“Amaia sorriu ao lembrar-se das lendas que ouvira na infância à tia Engrasi. Estando naquele sítio, não era difícil aceitar a existência das criaturas mágicas que povoaram o passado das pessoas da região. Todas as florestas eram poderosas, algumas tremendas pela sua profundidade e mistério, outras pela escuridão e atmosfera sinistra. A floresta de Baztán enfeitiçava, com uma beleza serena e ancestral.”
Bebendo do romance escandinavo a sua faceta mais negra e psicológica, e do thriller norte-americano a sua parte mais racional e científica, “O Guardião Invisível” (Planeta, 2016) destaca-se dos thrillers policiais que nos últimos tempos têm proliferado pelas estantes portuguesas, ao cruzar ciência e superstição.
Se no início poderá parecer uma típica investigação policial sobre um assassino em série, rapidamente percebemos que o livro vai muito para além disso. E, se a qualidade deste género literário se mede pela capacidade de prender o leitor à história, não o fazendo largar até à última página, Dolores Redondo triunfa habilmente.

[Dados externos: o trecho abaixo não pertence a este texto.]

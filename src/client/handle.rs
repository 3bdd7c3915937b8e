//! Store handle
//!
//! `Handle` owns one open engine instance for its whole lifetime. Every
//! method is a thin wrapper that pins its byte arguments for the duration of
//! one boundary call and decodes the returned status.

use std::path::{Path, PathBuf};
use std::ptr::{self, NonNull};

use crate::config::{Config, Limits, WalSyncStrategy};
use crate::error::{BurrowError, Result};
use crate::item::{Item, Stat};
use crate::sys;

use super::buf::{BufMut, BufRef};
use super::file_info::FileInfo;
use super::listing::ItemsEnvelope;
use super::reader::Reader;
use super::status::{self, Outcome};

/// An open store.
///
/// Safe to share across threads; the engine serializes mutations internally.
/// Closing consumes the handle, so it cannot be used afterwards:
///
/// ```compile_fail
/// use burrowkv::Handle;
///
/// fn main() -> burrowkv::Result<()> {
///     let dir = tempfile::tempdir()?;
///     let handle = Handle::open(dir.path())?;
///     handle.close()?;
///     handle.single_stat(b"key");
///     Ok(())
/// }
/// ```
pub struct Handle {
    /// `None` only once released
    raw: Option<NonNull<sys::burrow_handle_t>>,
    dir: PathBuf,
}

// SAFETY: the engine behind the handle is internally synchronized and the
// boundary functions taking a handle only read through it.
unsafe impl Send for Handle {}
unsafe impl Sync for Handle {}

impl Handle {
    /// Open (or create) the store rooted at `dir` with default settings
    pub fn open(dir: impl AsRef<Path>) -> Result<Self> {
        let config = Config::builder().data_dir(dir.as_ref()).build();
        Self::open_with(&config)
    }

    /// Open (or create) a store with explicit settings
    pub fn open_with(config: &Config) -> Result<Self> {
        let dir = config.data_dir.to_str().ok_or_else(|| {
            BurrowError::Config(format!("data_dir is not valid UTF-8: {:?}", config.data_dir))
        })?;
        let dir_buf = BufRef::new(dir.as_bytes());

        let sync_every_n = match config.wal_sync_strategy {
            WalSyncStrategy::EveryWrite => 0,
            WalSyncStrategy::EveryNEntries { count } => count as u64,
        };
        let raw_config = sys::burrow_config_t {
            data_dir: dir_buf.raw(),
            sync_every_n,
            compact_threshold: config.compact_threshold,
            limits: config.limits.into(),
        };

        let mut out = ptr::null_mut();
        let code = unsafe { sys::burrow_open(&raw_config, &mut out) };
        if code != sys::BURROW_OK {
            tracing::error!(
                dir = %config.data_dir.display(),
                code,
                status = status::status_name(code),
                "Failed to open store"
            );
            return Err(BurrowError::Open {
                path: config.data_dir.clone(),
                status: code,
            });
        }
        let raw = match NonNull::new(out) {
            Some(raw) => raw,
            None => status::contract_violation("open succeeded without a handle"),
        };

        tracing::debug!(dir = %config.data_dir.display(), "Opened store");
        Ok(Self {
            raw: Some(raw),
            dir: config.data_dir.clone(),
        })
    }

    /// Directory the store lives in
    pub fn dir(&self) -> &Path {
        &self.dir
    }

    /// Close the store, flushing the log.
    ///
    /// Dropping a handle closes it too, logging rather than returning any
    /// failure.
    pub fn close(mut self) -> Result<()> {
        status::check(self.release())
    }

    // =========================================================================
    // Single-Key Operations
    // =========================================================================

    /// Current metadata for `key`, or `None` if it does not exist
    pub fn single_stat(&self, key: &[u8]) -> Option<Stat> {
        let key = BufRef::new(key);
        let mut out = sys::burrow_stat_t::default();
        let code = unsafe { sys::burrow_single_stat(self.raw(), key.raw(), &mut out) };
        match status::decode(code) {
            Outcome::Success => Some(out.into()),
            Outcome::NoSuchKey => None,
        }
    }

    /// `single_stat` as a filesystem-style record
    pub fn single_file_info(&self, key: &[u8]) -> Option<FileInfo> {
        self.single_stat(key).map(|stat| FileInfo::new(key, stat))
    }

    /// Store `value` under `key`, replacing any previous value.
    ///
    /// Returns the number of bytes written, which is always `value.len()`;
    /// the engine reporting any other count is an error.
    pub fn single_write(&self, key: &[u8], value: &[u8]) -> Result<usize> {
        let (key_buf, value_buf) = (BufRef::new(key), BufRef::new(value));
        let written =
            unsafe { sys::burrow_single_write_buf(self.raw(), key_buf.raw(), value_buf.raw()) };
        status::check_written(value.len(), written)
    }

    /// Read part of a value into `buf` starting at byte `offset`.
    ///
    /// Returns the number of bytes read. A non-empty `buf` that receives no
    /// bytes yields `EndOfData`; a missing key yields `KeyNotFound`.
    pub fn single_read_at(&self, key: &[u8], buf: &mut [u8], offset: u64) -> Result<usize> {
        let key = BufRef::new(key);
        let requested = buf.len();
        let mut desc = BufMut::new(buf);
        let code =
            unsafe { sys::burrow_single_readat(self.raw(), key.raw(), desc.as_raw(), offset) };
        status::check(code)?;
        status::end_of_data(requested, desc.filled())
    }

    /// Remove `key`. Returns its metadata at removal, or `None` if it did not
    /// exist.
    pub fn single_delete(&self, key: &[u8]) -> Result<Option<Stat>> {
        let key = BufRef::new(key);
        let mut out = sys::burrow_stat_t::default();
        let code = unsafe { sys::burrow_single_delete(self.raw(), key.raw(), &mut out) };
        match status::decode(code) {
            Outcome::Success => Ok(Some(out.into())),
            Outcome::NoSuchKey => Ok(None),
        }
    }

    // =========================================================================
    // Listing
    // =========================================================================

    /// Every item whose key starts with `prefix`.
    ///
    /// Items currently come back in ascending key order, but callers should
    /// not rely on it.
    pub fn list_items(&self, prefix: &[u8]) -> Result<Vec<Item>> {
        let prefix = BufRef::new(prefix);
        let mut envelope = ItemsEnvelope::new();
        let code = unsafe {
            sys::burrow_list_items(
                self.raw(),
                prefix.raw(),
                envelope.items_out(),
                envelope.len_out(),
            )
        };
        status::check(code)?;
        Ok(envelope.into_items())
    }

    /// Keys starting with `prefix`
    pub fn list_keys(&self, prefix: &[u8]) -> Result<Vec<Vec<u8>>> {
        Ok(self
            .list_items(prefix)?
            .into_iter()
            .map(|item| item.key)
            .collect())
    }

    // =========================================================================
    // Readers
    // =========================================================================

    /// Start a reader transaction
    pub fn new_reader(&self) -> Result<Reader<'_>> {
        let mut out = ptr::null_mut();
        status::check(unsafe { sys::burrow_reader_new(self.raw(), &mut out) })?;
        match NonNull::new(out) {
            Some(raw) => Ok(Reader::from_raw(raw)),
            None => status::contract_violation("reader created without a handle"),
        }
    }

    // =========================================================================
    // Instance Management
    // =========================================================================

    /// Replace the instance limits. They govern operations issued after this
    /// returns; nothing is evicted by the call itself.
    pub fn set_instance_limits(&self, limits: &Limits) -> Result<()> {
        let raw: sys::burrow_limits_t = (*limits).into();
        status::check(unsafe { sys::burrow_set_instance_limits(self.raw(), &raw) })
    }

    /// Remove snapshot state left behind by readers that were never ended
    /// (for example after a crash). Returns the number of snapshots removed.
    pub fn cleanup_snapshots(&self) -> Result<usize> {
        let mut removed = 0usize;
        status::check(unsafe { sys::burrow_cleanup_snapshots(self.raw(), &mut removed) })?;
        Ok(removed)
    }

    fn raw(&self) -> *mut sys::burrow_handle_t {
        match self.raw {
            Some(raw) => raw.as_ptr(),
            None => status::contract_violation("handle used after close"),
        }
    }

    fn release(&mut self) -> sys::burrow_status_t {
        match self.raw.take() {
            Some(raw) => {
                tracing::debug!(dir = %self.dir.display(), "Closing store");
                unsafe { sys::burrow_close(raw.as_ptr()) }
            }
            None => sys::BURROW_OK,
        }
    }
}

impl Drop for Handle {
    fn drop(&mut self) {
        let code = self.release();
        if code != sys::BURROW_OK {
            tracing::warn!(
                dir = %self.dir.display(),
                code,
                status = status::status_name(code),
                "Failed to close store on drop"
            );
        }
    }
}

impl std::fmt::Debug for Handle {
    fn fmt(&self, f: &mut std::fmt::Formatter<'_>) -> std::fmt::Result {
        f.debug_struct("Handle")
            .field("dir", &self.dir)
            .field("open", &self.raw.is_some())
            .finish()
    }
}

Neste primeiro livro da trilogia Baztán, a escritora transporta-nos para o País Basco, mais precisamente Elizondo, uma pequena localidade onde um assassino em série actua deixando um cenário macabro à sua passagem. “À volta dos cadáveres, apareciam pêlos de animal, restos de pele e pegadas dificilmente humanas, interligados a uma espécie de ritual fúnebre de purificação.” As vítimas são adolescentes, deixadas seminuas às margens do rio Baztán, com roupa rasgada, pêlos púbicos rapados e mãos em posição virginal.
A estes pormenores juntam-se outros ainda mais peculiares, que a autora descreve com tal riqueza que nos faz visualizar de imediato os cenários na nossa mente. Aliás, este é um dos pontos fortes da escrita de Dolores Redondo, a que se alia a forma como explora os detalhes forenses das investigações.
Como protagonista temos Amaia Salazar, que está mais envolvida no caso do que apenas como inspectora da Polícia Foral encarregue de dirigir a investigação. Amaia é uma mulher forte, competente e determinada, que luta constantemente para firmar a sua posição enquanto mulher num mundo de homens. Mas tem um passado secreto e sombrio que nos vai sendo revelado através de memórias da infância traumática, que viveu precisamente na localidade dos crimes, sua terra natal, de onde se procurou manter afastada até agora: “O mal obrigou-me a voltar.”
A escritora prima pelo desenvolvimento psicológico das personagens, explorando os recantos mais profundos da mente. Por vezes centra-se mais na vida pessoal da Amaia do que na própria investigação, o que dota a história de uma maior carga dramática e de grande misticismo – palavra-chave desta obra.
A mitologia do país Basco, a exploração das lendas, costumes e histórias da população local, bem como a atmosfera misteriosa do vale de Baztán, são os verdadeiros pontos diferenciadores. A superstição é a cereja no topo do bolo, que torna esta história poderosa, ao cruzar imaginário e mitologia com a vida real. A autora consegue evocar as criaturas mais inquietantes e, ao mesmo tempo, mais encantadoras. Amaia mora neste limbo de ser uma mulher de ciência – acreditando apenas em provas – e de viver “atormentada por fantasmas”.
“O Guardião Invisível” é um thriller policial original, com o ritmo, suspense, tensão e mistério nas doses certas, criando-nos a ansiedade de querer rapidamente saber o desfecho. As personagens fortes e cativantes, os lugares e lendas apaixonantes e a escrita envolvente da autora, que nos torna verdadeiros inspectores no terreno, fazem-nos querer mergulhar de imediato no segundo volume – “Legado nos Ossos” -, já lançado pela editora Planeta.
O livro vai ser adaptado ao cinema, sob direcção de Fernando González Molina, estando já, segundo a IMDb, em fase de pós-produção.